第二十七話
今日は五階層で一度ルートを外れて妖狐の姿になった。この体は五感も上がるので奇襲ヘビが近寄ると奇襲される前に感知出来てしまう。
奇襲出来ない奇襲ヘビを燃やしつつ六階層へ向かう。物理で殴り合うと時間がかかる熊さんも、狐火でこんがりと焼いてしまえば手間はかからない。
そして到着した七階層。ここでリタイアする探索者は少なくない。ゴブリンという人型のモンスターを倒す事に抵抗があり進めなくなるのだ。
その上相手も武器を使ってくる事への恐怖や複数に襲われる事への恐怖もあり、五階層までしか潜らない探索者も少なからず存在する。六階層の熊さんは倒す手間が掛かるので敬遠されやすい。
「グギャ?グギギャッ!」
「ギャギャ、グギャギャッ!」
三匹のゴブリンが俺を発見し、目の色を変えて突進してきた。例に漏れずこの世界のゴブリンも人間の女性を苗床とする為、女性探索者に毛嫌いされる存在だ。
この七階層は迷宮型なので通路はそう広くない。小柄なゴブリンとはいえ三匹が横並びになれば詰まってしまうのだが、狐耳の巫女という俺を得ようと我先に突進し詰まっている。
誰かが一人先を譲れば動けるのだが、奴等にそんな社会性は無い。欲望のままに俺という女体を得る事だけを考えている。
邪な視線に慣れているとはいえ、それは気持ちの良い物ではない。狐火を着弾させると三匹揃って火達磨になり、そのまま魔石を残して消えていった。

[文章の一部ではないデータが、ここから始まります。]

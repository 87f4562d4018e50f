//! TerminalRenderer: flushes a framebuffer to a real terminal.
//!
//! The drawing API stays small: enter raw mode once, push one framebuffer
//! per frame, and restore the terminal on the way out. Frames after the
//! first are encoded as diffs of changed cell runs.

use std::io::{self, Write};

use anyhow::Result;

use crossterm::{
    cursor,
    style::{Color, Print, ResetColor, SetBackgroundColor, SetForegroundColor},
    terminal, QueueableCommand,
};

use crate::fb::{CellStyle, Color as Palette, FrameBuffer};

pub struct TerminalRenderer {
    stdout: io::Stdout,
    last: Option<FrameBuffer>,
    buf: Vec<u8>,
}

impl Default for TerminalRenderer {
    fn default() -> Self {
        Self::new()
    }
}

impl TerminalRenderer {
    pub fn new() -> Self {
        Self {
            stdout: io::stdout(),
            last: None,
            buf: Vec::with_capacity(64 * 1024),
        }
    }

    pub fn enter(&mut self) -> Result<()> {
        terminal::enable_raw_mode()?;
        self.buf.clear();
        self.buf.queue(terminal::EnterAlternateScreen)?;
        self.buf.queue(cursor::Hide)?;
        self.buf.queue(terminal::DisableLineWrap)?;
        self.flush_buf()?;
        Ok(())
    }

    pub fn exit(&mut self) -> Result<()> {
        self.buf.clear();
        self.buf.queue(ResetColor)?;
        self.buf.queue(terminal::EnableLineWrap)?;
        self.buf.queue(cursor::Show)?;
        self.buf.queue(terminal::LeaveAlternateScreen)?;
        self.flush_buf()?;
        terminal::disable_raw_mode()?;
        Ok(())
    }

    /// Force the next draw to be a full redraw.
    ///
    /// Useful on terminal resize events.
    pub fn invalidate(&mut self) {
        self.last = None;
    }

    /// Draw a framebuffer, swapping it into internal state.
    ///
    /// Callers should keep one `FrameBuffer` and pass it in every frame.
    /// The renderer diffs against the previous frame and then swaps buffers
    /// so the caller can reuse the old one without cloning.
    pub fn draw_swap(&mut self, fb: &mut FrameBuffer) -> Result<()> {
        // No previous frame forces the full-redraw path below.
        let mut prev = match self.last.take() {
            Some(prev) => prev,
            None => FrameBuffer::new(0, 0),
        };

        self.buf.clear();
        if prev.width() != fb.width() || prev.height() != fb.height() {
            encode_full_into(fb, &mut self.buf)?;
            prev.resize(fb.width(), fb.height());
        } else {
            encode_diff_into(&prev, fb, &mut self.buf)?;
        }
        self.flush_buf()?;

        // Swap current into prev so next frame can diff without cloning.
        std::mem::swap(&mut prev, fb);
        self.last = Some(prev);
        Ok(())
    }

    fn flush_buf(&mut self) -> Result<()> {
        self.stdout.write_all(&self.buf)?;
        self.stdout.flush()?;
        Ok(())
    }
}

/// Encode a full-frame redraw into `out`.
///
/// This builds a sequence of crossterm commands without writing to stdout.
pub fn encode_full_into(fb: &FrameBuffer, out: &mut Vec<u8>) -> Result<()> {
    out.queue(terminal::Clear(terminal::ClearType::All))?;
    out.queue(cursor::MoveTo(0, 0))?;

    let mut current_style: Option<CellStyle> = None;
    for y in 0..fb.height() {
        for x in 0..fb.width() {
            let cell = fb.get(x, y).unwrap_or_default();
            if current_style != Some(cell.style) {
                apply_style_into(out, cell.style)?;
                current_style = Some(cell.style);
            }
            out.queue(Print(cell.ch))?;
        }
        if y + 1 < fb.height() {
            out.queue(Print("\r\n"))?;
        }
    }

    out.queue(ResetColor)?;
    Ok(())
}

/// Encode a diff redraw (changed runs) into `out`.
///
/// This builds a sequence of crossterm commands without writing to stdout.
pub fn encode_diff_into(prev: &FrameBuffer, next: &FrameBuffer, out: &mut Vec<u8>) -> Result<()> {
    let mut current_style: Option<CellStyle> = None;

    for_each_changed_run(prev, next, |x, y, len| {
        out.queue(cursor::MoveTo(x, y))?;
        for dx in 0..len {
            let cell = next.get(x + dx, y).unwrap_or_default();
            if current_style != Some(cell.style) {
                apply_style_into(out, cell.style)?;
                current_style = Some(cell.style);
            }
            out.queue(Print(cell.ch))?;
        }
        Ok(())
    })?;

    out.queue(ResetColor)?;
    Ok(())
}

fn apply_style_into(out: &mut Vec<u8>, style: CellStyle) -> Result<()> {
    out.queue(SetForegroundColor(term_color(style.fg)))?;
    out.queue(SetBackgroundColor(term_color(style.bg)))?;
    Ok(())
}

/// Palette colors map onto the terminal's dark ANSI variants.
fn term_color(color: Palette) -> Color {
    match color {
        Palette::Black => Color::Black,
        Palette::Red => Color::DarkRed,
        Palette::Green => Color::DarkGreen,
        Palette::Yellow => Color::DarkYellow,
        Palette::Blue => Color::DarkBlue,
        Palette::Magenta => Color::DarkMagenta,
        Palette::Cyan => Color::DarkCyan,
        Palette::White => Color::Grey,
    }
}

fn for_each_changed_run(
    prev: &FrameBuffer,
    next: &FrameBuffer,
    mut f: impl FnMut(u16, u16, u16) -> Result<()>,
) -> Result<()> {
    if prev.width() != next.width() || prev.height() != next.height() {
        // Size changed: treat everything as dirty in a single pass (row runs).
        for y in 0..next.height() {
            f(0, y, next.width())?;
        }
        return Ok(());
    }

    let w = next.width();
    let h = next.height();

    for y in 0..h {
        let mut x = 0;
        while x < w {
            let was = prev.get(x, y).unwrap_or_default();
            let now = next.get(x, y).unwrap_or_default();
            if was == now {
                x += 1;
                continue;
            }

            let start = x;
            x += 1;
            while x < w {
                let was = prev.get(x, y).unwrap_or_default();
                let now = next.get(x, y).unwrap_or_default();
                if was == now {
                    break;
                }
                x += 1;
            }
            f(start, y, x - start)?;
        }
    }

    Ok(())
}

「ゴブリンも狐火で瞬殺と。接近戦もやった方が良いのだろうけど・・・」
大概の小説で語られる通り、この世界のゴブリンもとんでもなく臭い。レアドロップに腰巻きが出るのだが、持ち帰る事を禁じられる程に臭いのだ。
更に潜るとコボルドが出てくるので、人型モンスターとの接近戦はそいつで慣れた方が良いだろう。汚物は焼却という前世の名言に従い焼きまくる。
近接戦の訓練を省いたので時間がかなり余る。攻略はしないが八階層の敵と少し戦ってから帰る事にした。八階層の敵はかなり恐ろしい。倒すには心の強さが必要な上スキルまで使ってくる強敵だ。
洞窟型の階層を慎重に進む。程なくして接敵したが、実際に出会って手強さを再認識した。この階層で挫ける探索者も少なくないと言われているのも頷ける。
「ウミャ、ニャ~ン」
現れたのは一匹の子猫だった。しかしその足取りはしっかりしていて、成猫と同じ程度の速さで走ってくる。真っ白な体毛はモコモコで、つぶらな瞳は俺を見据えている。
「くっ、悲しいけどこれ、戦いなのよね」
心を鬼にして狐火をぶつけると、子猫は呆気なく魔石へと変った。ここはダンジョンだ。幾ら可愛くても出現するのはモンスターだと忘れてはいけない。
あのモンスターは迷い猫。姿は愛らしく、接近されても攻撃せずに喉を鳴らして体を擦り寄せてくるモンスターだ。なので一見無害かのように思えてしまう。
しかし迷い猫は混乱というスキルを持っている。徐々に探索者を惑わし、同士討ちまでさせる恐ろしい存在なのだ。